Arriving airline passengers are frequently asked, "How was your flight?" The question is often met with the matter-of-fact response, "Uneventful." A typical jetliner such as a Boeing 737 can weigh over 100,000 pounds with passengers and baggage aboard. The aircraft can fly 500 miles per hour and needs less than 10,000 feet of runway to take off and land. Uneventful? If you stop and think about it, there is no such thing as an uneventful flight when you travel in such a plane.
Acknowledging this airplane reality illustrates the essence of Michael Kelley's oft-repeated argument in his hardly boring book, Boring: Finding an Extraordinary God in an Ordinary Life. Kelley's premise: "There is no such thing as an ordinary life when you follow an extraordinary God" (6).
Breezing through the book offers a delightful departure from the fodder of David Platt, Francis Chan, Shane Claiborne, and the like’all urging various forms of "extreme discipleship," pounding believers with admonitions to do more, do greater, and do something increasingly big, Big, BIG for God. Yet the most delightful aspect of Kelley's easy-reading volume lies in the fact that the book is not written in direct response to these purveyors of "radical" Christianity. Rather, Kelley admirably addresses the root appeal of all such radical causes, namely, the fear among Christians of merely "being ordinary"’of feeling inadequate in the midst of the routines of everyday life. In fact, Kelley is at his best when grappling with the monotony of marriage, the challenges of parenting, and the grind of the workplace.

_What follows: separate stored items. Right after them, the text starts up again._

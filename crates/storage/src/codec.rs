//! JSON encoding of the persisted progress record.
//!
//! Decoding reads the `version` tag first and dispatches to the matching
//! schema. Adding a schema means adding a `PersistedProgress` variant and its
//! upgrade step into the current `CourseProgress`.

use serde_json::Value;
use thiserror::Error;

use course_core::model::CourseProgress;

#[derive(Debug, Error)]
#[non_exhaustive]
pub enum CodecError {
    #[error("malformed progress record: {0}")]
    Json(#[from] serde_json::Error),

    #[error("progress record has no schema version")]
    MissingVersion,

    #[error("unsupported progress schema version: {0}")]
    UnsupportedVersion(u64),
}

/// Every schema version this build can read.
#[derive(Debug)]
enum PersistedProgress {
    V1(CourseProgress),
}

impl PersistedProgress {
    fn parse(raw: &str) -> Result<Self, CodecError> {
        let value: Value = serde_json::from_str(raw)?;
        let version = value
            .get("version")
            .and_then(Value::as_u64)
            .ok_or(CodecError::MissingVersion)?;

        match version {
            1 => Ok(Self::V1(serde_json::from_value(value)?)),
            other => Err(CodecError::UnsupportedVersion(other)),
        }
    }

    fn into_current(self) -> CourseProgress {
        match self {
            Self::V1(progress) => progress,
        }
    }
}

/// Serialize a record for storage.
///
/// # Errors
///
/// Returns `CodecError::Json` if serialization fails.
pub fn encode_progress(progress: &CourseProgress) -> Result<String, CodecError> {
    Ok(serde_json::to_string(progress)?)
}

/// Parse a stored record, upgrading older schemas to the current one.
///
/// # Errors
///
/// Returns `CodecError` for malformed JSON, a missing version tag, or a schema
/// version this build does not know.
pub fn decode_progress(raw: &str) -> Result<CourseProgress, CodecError> {
    PersistedProgress::parse(raw).map(PersistedProgress::into_current)
}

#[cfg(test)]
mod tests {
    use super::*;
    use course_core::time::fixed_now;

    const LEGACY_BLOB: &str = r#"{
        "version": 1,
        "startedAt": "2024-03-01T09:00:00.000Z",
        "lastActiveAt": "2024-03-02T10:30:00.000Z",
        "currentModule": 1,
        "xp": 80,
        "streak": { "current": 2, "lastActiveDate": "2024-03-02", "longest": 2 },
        "modules": {
            "module-1": {
                "started": true,
                "startedAt": "2024-03-01T09:00:00.000Z",
                "completedAt": null,
                "sectionsRead": ["section-1-1", "section-1-2"],
                "totalSections": 5,
                "quiz": {
                    "completed": false,
                    "score": 1,
                    "totalQuestions": 3,
                    "attempts": 2,
                    "bestScore": 1,
                    "questionResults": {
                        "q1-1": { "correct": true, "selectedAnswer": "a", "attempts": 2 }
                    }
                }
            }
        },
        "badges": ["streak-3"],
        "quizHistory": [
            {
                "moduleId": "module-1",
                "questionId": "q1-1",
                "selectedAnswer": "a",
                "correct": true,
                "timestamp": "2024-03-01T09:05:00.000Z",
                "attemptNumber": 2
            }
        ]
    }"#;

    #[test]
    fn decodes_browser_era_record() {
        let progress = decode_progress(LEGACY_BLOB).unwrap();
        assert_eq!(progress.xp, 80);
        assert_eq!(progress.streak.current, 2);
        let module = progress.module("module-1").unwrap();
        assert_eq!(module.sections_read.len(), 2);
        assert!(module.quiz.question_results["q1-1"].correct);
        assert_eq!(progress.quiz_history.len(), 1);
        assert!(progress.has_badge("streak-3"));
    }

    #[test]
    fn encoded_record_decodes_to_the_same_value() {
        let mut progress = CourseProgress::new(fixed_now());
        progress.xp = 42;
        progress.badges.insert("speed-demon".into());
        let raw = encode_progress(&progress).unwrap();
        assert_eq!(decode_progress(&raw).unwrap(), progress);
    }

    #[test]
    fn rejects_other_versions() {
        let raw = LEGACY_BLOB.replacen("\"version\": 1", "\"version\": 2", 1);
        assert!(matches!(
            decode_progress(&raw),
            Err(CodecError::UnsupportedVersion(2))
        ));
    }

    #[test]
    fn rejects_missing_version_and_garbage() {
        assert!(matches!(
            decode_progress(r#"{"xp": 3}"#),
            Err(CodecError::MissingVersion)
        ));
        assert!(matches!(
            decode_progress("not json"),
            Err(CodecError::Json(_))
        ));
        assert!(matches!(
            decode_progress(r#"{"version": 1, "xp": "lots"}"#),
            Err(CodecError::Json(_))
        ));
    }
}
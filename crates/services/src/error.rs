//! Shared error types for the services crate.

use thiserror::Error;

use course_core::model::CatalogError;
use storage::repository::StorageError;
use storage::sqlite::SqliteInitError;

/// Errors emitted while bootstrapping app services.
///
/// Progress operations themselves never fail: unreadable or unwritable state
/// degrades to a fresh record and a logged warning.
#[derive(Debug, Error)]
#[non_exhaustive]
pub enum AppServicesError {
    #[error(transparent)]
    Sqlite(#[from] SqliteInitError),
    #[error(transparent)]
    Storage(#[from] StorageError),
    #[error(transparent)]
    Catalog(#[from] CatalogError),
}
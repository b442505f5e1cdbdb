use chrono::Utc;
use sqlx::SqlitePool;

use super::SqliteInitError;

/// Applies outstanding schema migrations in order, each in its own transaction.
pub async fn run_migrations(pool: &SqlitePool) -> Result<(), SqliteInitError> {
    async fn is_applied(pool: &SqlitePool, version: i64) -> Result<bool, sqlx::Error> {
        let row = sqlx::query("SELECT 1 FROM schema_migrations WHERE version = ?1")
            .bind(version)
            .fetch_optional(pool)
            .await?;
        Ok(row.is_some())
    }

    sqlx::query(
        r"
            CREATE TABLE IF NOT EXISTS schema_migrations (
                version INTEGER PRIMARY KEY,
                applied_at TEXT NOT NULL
            );
            ",
    )
    .execute(pool)
    .await?;

    // Version 1: key/value store for whole-record progress blobs.
    if !is_applied(pool, 1).await? {
        let mut tx = pool.begin().await?;

        sqlx::query(
            r"
                CREATE TABLE IF NOT EXISTS progress_blobs (
                    key TEXT PRIMARY KEY,
                    value TEXT NOT NULL,
                    updated_at TEXT NOT NULL
                );
            ",
        )
        .execute(&mut *tx)
        .await?;

        sqlx::query(
            r"
                INSERT INTO schema_migrations (version, applied_at)
                VALUES (?1, ?2)
                ON CONFLICT(version) DO NOTHING
            ",
        )
        .bind(1_i64)
        .bind(Utc::now())
        .execute(&mut *tx)
        .await?;

        tx.commit().await?;
        tracing::info!(version = 1, "applied progress store migration");
    }

    Ok(())
}
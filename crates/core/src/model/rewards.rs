//! XP rewards and fixed engine thresholds.

use chrono::Duration;

pub const XP_SECTION_READ: u32 = 5;
pub const XP_QUIZ_CORRECT_FIRST_TRY: u32 = 15;
pub const XP_QUIZ_CORRECT_RETRY: u32 = 5;
pub const XP_MODULE_COMPLETE: u32 = 50;
pub const XP_COURSE_COMPLETE: u32 = 200;
pub const XP_DAILY_STREAK: u32 = 10;

/// Maximum number of quiz attempts retained in the history log.
pub const QUIZ_HISTORY_LIMIT: usize = 200;

/// Completing a module within this window of its first read earns the speed badge.
#[must_use]
pub fn fast_completion_window() -> Duration {
    Duration::minutes(10)
}
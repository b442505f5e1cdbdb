use chrono::{DateTime, Utc};

use crate::model::badge::{STREAK_3, STREAK_7};
use crate::model::rewards::XP_DAILY_STREAK;
use crate::model::{BadgeId, CourseProgress};

/// What a daily streak evaluation did.
#[derive(Debug, Clone, PartialEq, Eq)]
pub enum StreakOutcome {
    /// Today was already credited.
    AlreadyCredited,
    /// The streak advanced (or restarted at 1) and the daily bonus was granted.
    Credited {
        current: u32,
        xp_gained: u32,
        badges_awarded: Vec<BadgeId>,
    },
}

impl CourseProgress {
    /// Credit today's visit: continue the streak from yesterday, or restart it.
    ///
    /// Idempotent within a calendar day (UTC).
    pub fn apply_daily_streak(&mut self, now: DateTime<Utc>) -> StreakOutcome {
        let today = now.date_naive();
        if self.streak.last_active_date == Some(today) {
            return StreakOutcome::AlreadyCredited;
        }

        let continues = self
            .streak
            .last_active_date
            .is_some_and(|last| today.pred_opt() == Some(last));
        let current = if continues {
            self.streak.current.saturating_add(1)
        } else {
            1
        };

        let mut badges_awarded = Vec::new();
        for (threshold, badge) in [(3, STREAK_3), (7, STREAK_7)] {
            if current >= threshold && self.badges.insert(BadgeId::from(badge)) {
                badges_awarded.push(BadgeId::from(badge));
            }
        }

        self.xp = self.xp.saturating_add(XP_DAILY_STREAK);
        self.last_active_at = now;
        self.streak.current = current;
        self.streak.longest = self.streak.longest.max(current);
        self.streak.last_active_date = Some(today);

        StreakOutcome::Credited {
            current,
            xp_gained: XP_DAILY_STREAK,
            badges_awarded,
        }
    }
}

#[cfg(test)]
mod tests {
    use super::*;
    use crate::time::fixed_now;
    use chrono::Duration;

    fn progress_last_active(days_ago: i64, current: u32, longest: u32) -> CourseProgress {
        let mut progress = CourseProgress::new(fixed_now());
        progress.streak.current = current;
        progress.streak.longest = longest;
        progress.streak.last_active_date =
            Some((fixed_now() - Duration::days(days_ago)).date_naive());
        progress
    }

    #[test]
    fn first_visit_starts_at_one_with_bonus() {
        let mut progress = CourseProgress::new(fixed_now());
        let outcome = progress.apply_daily_streak(fixed_now());
        assert!(matches!(outcome, StreakOutcome::Credited { current: 1, xp_gained: 10, .. }));
        assert_eq!(progress.xp, XP_DAILY_STREAK);
        assert_eq!(progress.streak.current, 1);
        assert_eq!(progress.streak.longest, 1);
        assert_eq!(progress.streak.last_active_date, Some(fixed_now().date_naive()));
    }

    #[test]
    fn yesterday_continues_the_streak() {
        let mut progress = progress_last_active(1, 4, 4);
        progress.apply_daily_streak(fixed_now());
        assert_eq!(progress.streak.current, 5);
        assert_eq!(progress.streak.longest, 5);
    }

    #[test]
    fn gap_resets_to_one_but_still_pays() {
        let mut progress = progress_last_active(2, 6, 6);
        progress.xp = 100;
        progress.apply_daily_streak(fixed_now());
        assert_eq!(progress.streak.current, 1);
        assert_eq!(progress.streak.longest, 6);
        assert_eq!(progress.xp, 110);
    }

    #[test]
    fn same_day_is_a_no_op() {
        let mut progress = progress_last_active(0, 2, 3);
        let before = progress.clone();
        assert_eq!(
            progress.apply_daily_streak(fixed_now()),
            StreakOutcome::AlreadyCredited
        );
        assert_eq!(progress, before);
    }

    #[test]
    fn thresholds_award_streak_badges_once() {
        let mut progress = progress_last_active(1, 2, 2);
        let outcome = progress.apply_daily_streak(fixed_now());
        assert!(progress.has_badge(STREAK_3));
        assert!(!progress.has_badge(STREAK_7));
        assert!(matches!(
            outcome,
            StreakOutcome::Credited { ref badges_awarded, .. } if badges_awarded.len() == 1
        ));

        let mut progress = progress_last_active(1, 6, 6);
        progress.badges.insert(STREAK_3.into());
        let outcome = progress.apply_daily_streak(fixed_now());
        assert!(progress.has_badge(STREAK_7));
        assert!(matches!(
            outcome,
            StreakOutcome::Credited { ref badges_awarded, .. }
                if badges_awarded == &vec![BadgeId::from(STREAK_7)]
        ));
    }

    #[test]
    fn reset_keeps_earned_streak_badges() {
        let mut progress = progress_last_active(5, 8, 8);
        progress.badges.insert(STREAK_7.into());
        progress.apply_daily_streak(fixed_now());
        assert_eq!(progress.streak.current, 1);
        assert!(progress.has_badge(STREAK_7));
    }
}
use async_trait::async_trait;
use keyhole_core::record::join_short_url;
use keyhole_core::{
    BatchRequest, BatchResponse, Repository, ResolvedUrl, Result, ServiceStats, SoftDelete,
    StorageError, UserUrl,
};
use sqlx::postgres::PgPool;
use sqlx::Row;
use std::future::Future;
use std::time::Duration;

/// Deadline bound to every query so a slow statement is abandoned rather
/// than hung.
const OP_TIMEOUT: Duration = Duration::from_secs(3);

const CREATE_TABLE: &str = "\
CREATE TABLE IF NOT EXISTS urls (
    user_id bigint NOT NULL,
    short_url text NOT NULL,
    original_url text NOT NULL,
    deleted_flag boolean NOT NULL DEFAULT false,
    PRIMARY KEY (user_id, original_url)
)";

const CREATE_LOOKUP_INDEX: &str =
    "CREATE INDEX IF NOT EXISTS urls_short_url_idx ON urls (short_url)";

/// Postgres implementation of the repository contract.
///
/// Uniqueness is keyed on `(user_id, original_url)` via the primary key;
/// an insert hitting it is answered with the short code handed out the
/// first time. Multi-statement operations run inside one transaction, so a
/// reader never observes a partially applied batch. sqlx caches prepared
/// statements per connection, which covers the deletion pipeline's
/// repeated single-row UPDATE.
#[derive(Debug, Clone)]
pub struct PgRepository {
    pool: PgPool,
}

impl PgRepository {
    /// Creates a repository from an existing connection pool, ensuring the
    /// schema exists.
    pub async fn new(pool: PgPool) -> Result<Self> {
        with_timeout("create table", sqlx::query(CREATE_TABLE).execute(&pool)).await?;
        with_timeout(
            "create index",
            sqlx::query(CREATE_LOOKUP_INDEX).execute(&pool),
        )
        .await?;
        Ok(Self { pool })
    }

    /// Creates a repository by opening a new connection pool.
    pub async fn connect(dsn: &str) -> Result<Self> {
        let pool = PgPool::connect(dsn).await.map_err(map_sqlx_error)?;
        Self::new(pool).await
    }

    /// Returns a reference to the underlying pool.
    pub fn pool(&self) -> &PgPool {
        &self.pool
    }

    async fn existing_code(&self, original_url: &str, user_id: i64) -> Result<String> {
        let row = with_timeout(
            "lookup existing code",
            sqlx::query("SELECT short_url FROM urls WHERE original_url = $1 AND user_id = $2")
                .bind(original_url)
                .bind(user_id)
                .fetch_one(&self.pool),
        )
        .await?;

        row.try_get("short_url").map_err(map_sqlx_error)
    }
}

async fn with_timeout<T>(
    op: &str,
    fut: impl Future<Output = sqlx::Result<T>>,
) -> Result<T> {
    match tokio::time::timeout(OP_TIMEOUT, fut).await {
        Ok(result) => result.map_err(map_sqlx_error),
        Err(_) => Err(StorageError::Timeout(format!(
            "{op} exceeded {}s",
            OP_TIMEOUT.as_secs()
        ))),
    }
}

fn is_unique_violation(err: &sqlx::Error) -> bool {
    err.as_database_error()
        .is_some_and(sqlx::error::DatabaseError::is_unique_violation)
}

fn map_sqlx_error(err: sqlx::Error) -> StorageError {
    let message = err.to_string();

    match err {
        sqlx::Error::PoolTimedOut => StorageError::Timeout(message),
        sqlx::Error::PoolClosed
        | sqlx::Error::WorkerCrashed
        | sqlx::Error::Io(_)
        | sqlx::Error::Tls(_) => StorageError::Unavailable(message),
        sqlx::Error::ColumnIndexOutOfBounds { .. }
        | sqlx::Error::ColumnNotFound(_)
        | sqlx::Error::ColumnDecode { .. }
        | sqlx::Error::TypeNotFound { .. }
        | sqlx::Error::Decode(_)
        | sqlx::Error::RowNotFound => StorageError::InvalidData(message),
        _ => StorageError::Query(message),
    }
}

#[async_trait]
impl SoftDelete for PgRepository {
    async fn mark_deleted(&self, code: &str, user_id: i64) -> Result<u64> {
        let result = with_timeout(
            "mark deleted",
            sqlx::query("UPDATE urls SET deleted_flag = true WHERE user_id = $1 AND short_url = $2")
                .bind(user_id)
                .bind(code)
                .execute(&self.pool),
        )
        .await?;

        Ok(result.rows_affected())
    }
}

#[async_trait]
impl Repository for PgRepository {
    async fn get_url(&self, code: &str) -> Result<Option<ResolvedUrl>> {
        let row = with_timeout(
            "get url",
            sqlx::query(
                "SELECT original_url, deleted_flag FROM urls WHERE short_url = $1 LIMIT 1",
            )
            .bind(code)
            .fetch_optional(&self.pool),
        )
        .await?;

        let Some(row) = row else {
            return Ok(None);
        };

        let original_url: String = row.try_get("original_url").map_err(map_sqlx_error)?;
        let deleted: bool = row.try_get("deleted_flag").map_err(map_sqlx_error)?;

        Ok(Some(ResolvedUrl {
            original_url,
            deleted,
        }))
    }

    async fn add_url(&self, code: &str, original_url: &str, user_id: i64) -> Result<()> {
        let result = tokio::time::timeout(
            OP_TIMEOUT,
            sqlx::query("INSERT INTO urls (user_id, short_url, original_url) VALUES ($1, $2, $3)")
                .bind(user_id)
                .bind(code)
                .bind(original_url)
                .execute(&self.pool),
        )
        .await
        .map_err(|_| {
            StorageError::Timeout(format!("add url exceeded {}s", OP_TIMEOUT.as_secs()))
        })?;

        match result {
            Ok(_) => Ok(()),
            Err(err) if is_unique_violation(&err) => {
                let existing_code = self.existing_code(original_url, user_id).await?;
                Err(StorageError::Conflict { existing_code })
            }
            Err(err) => Err(map_sqlx_error(err)),
        }
    }

    async fn add_batch(
        &self,
        codes: &[BatchResponse],
        urls: &[BatchRequest],
        user_id: i64,
    ) -> Result<()> {
        if codes.len() != urls.len() {
            return Err(StorageError::InvalidData(format!(
                "batch length mismatch: {} codes for {} urls",
                codes.len(),
                urls.len()
            )));
        }

        // The transaction rolls back on drop if any insert fails, so no
        // row from a failed batch is ever visible.
        let work = async {
            let mut tx = self.pool.begin().await?;
            for (code, url) in codes.iter().zip(urls) {
                sqlx::query(
                    "INSERT INTO urls (user_id, short_url, original_url) VALUES ($1, $2, $3)",
                )
                .bind(user_id)
                .bind(&code.short_code)
                .bind(&url.original_url)
                .execute(&mut *tx)
                .await?;
            }
            tx.commit().await
        };

        with_timeout("add batch", work).await
    }

    async fn user_urls(&self, base_url: &str, user_id: i64) -> Result<Vec<UserUrl>> {
        let rows = with_timeout(
            "list user urls",
            sqlx::query("SELECT short_url, original_url FROM urls WHERE user_id = $1")
                .bind(user_id)
                .fetch_all(&self.pool),
        )
        .await?;

        rows.into_iter()
            .map(|row| {
                let code: String = row.try_get("short_url").map_err(map_sqlx_error)?;
                let original_url: String =
                    row.try_get("original_url").map_err(map_sqlx_error)?;
                Ok(UserUrl {
                    short_url: join_short_url(base_url, &code),
                    original_url,
                })
            })
            .collect()
    }

    async fn delete_user_urls(&self, codes: Vec<String>, user_id: i64) -> Result<()> {
        let requests = codes
            .into_iter()
            .map(|short_code| keyhole_deleter::DeleteRequest {
                short_code,
                user_id,
            })
            .collect();

        let (_cancel_tx, cancel_rx) = keyhole_deleter::cancel_pair();
        keyhole_deleter::run(self.clone(), requests, cancel_rx).await;
        Ok(())
    }

    async fn stats(&self) -> Result<ServiceStats> {
        let row = with_timeout(
            "stats",
            sqlx::query("SELECT COUNT(*) AS urls, COUNT(DISTINCT user_id) AS users FROM urls")
                .fetch_one(&self.pool),
        )
        .await?;

        let urls: i64 = row.try_get("urls").map_err(map_sqlx_error)?;
        let users: i64 = row.try_get("users").map_err(map_sqlx_error)?;

        Ok(ServiceStats {
            urls: urls as u64,
            users: users as u64,
        })
    }

    async fn ping(&self) -> Result<()> {
        with_timeout("ping", sqlx::query("SELECT 1").execute(&self.pool)).await?;
        Ok(())
    }

    async fn close(&self) -> Result<()> {
        self.pool.close().await;
        Ok(())
    }
}

#[cfg(test)]
mod tests {
    use super::*;

    #[test]
    fn pool_timeout_maps_to_timeout() {
        assert!(matches!(
            map_sqlx_error(sqlx::Error::PoolTimedOut),
            StorageError::Timeout(_)
        ));
    }

    #[test]
    fn pool_closed_maps_to_unavailable() {
        assert!(matches!(
            map_sqlx_error(sqlx::Error::PoolClosed),
            StorageError::Unavailable(_)
        ));
    }

    #[test]
    fn decode_failures_map_to_invalid_data() {
        assert!(matches!(
            map_sqlx_error(sqlx::Error::ColumnNotFound("deleted_flag".to_string())),
            StorageError::InvalidData(_)
        ));
        assert!(matches!(
            map_sqlx_error(sqlx::Error::RowNotFound),
            StorageError::InvalidData(_)
        ));
    }
}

Kelley's unpacking of pertinent Scripture (1 Sam. 8; Rom. 8:28; 1 Cor. 10:31; 2 Cor. 10:5; Jer. 17:7-8, among other texts) is both commendable and salutary. His quotations of G. K. Chesterton and C. S. Lewis are well chosen and well placed. His call for contentment is most commendable. And Kelley rightly calls out both the world's "cultural emphasis on more" and "our own sinfulness that constantly pushes our hearts toward excess" (49) as culprits in fostering discontentment. Particularly edifying is Kelley's treatment of "the well-worn verse of Philippians 4:13: 'I can do all things through Christ who strengthens me.'" As Kelley points out, the passage is about contentment (in God's provision), not triumphalism (or football). He challenges readers by asking, "Are you worshipping at the altar of excitement?" (73).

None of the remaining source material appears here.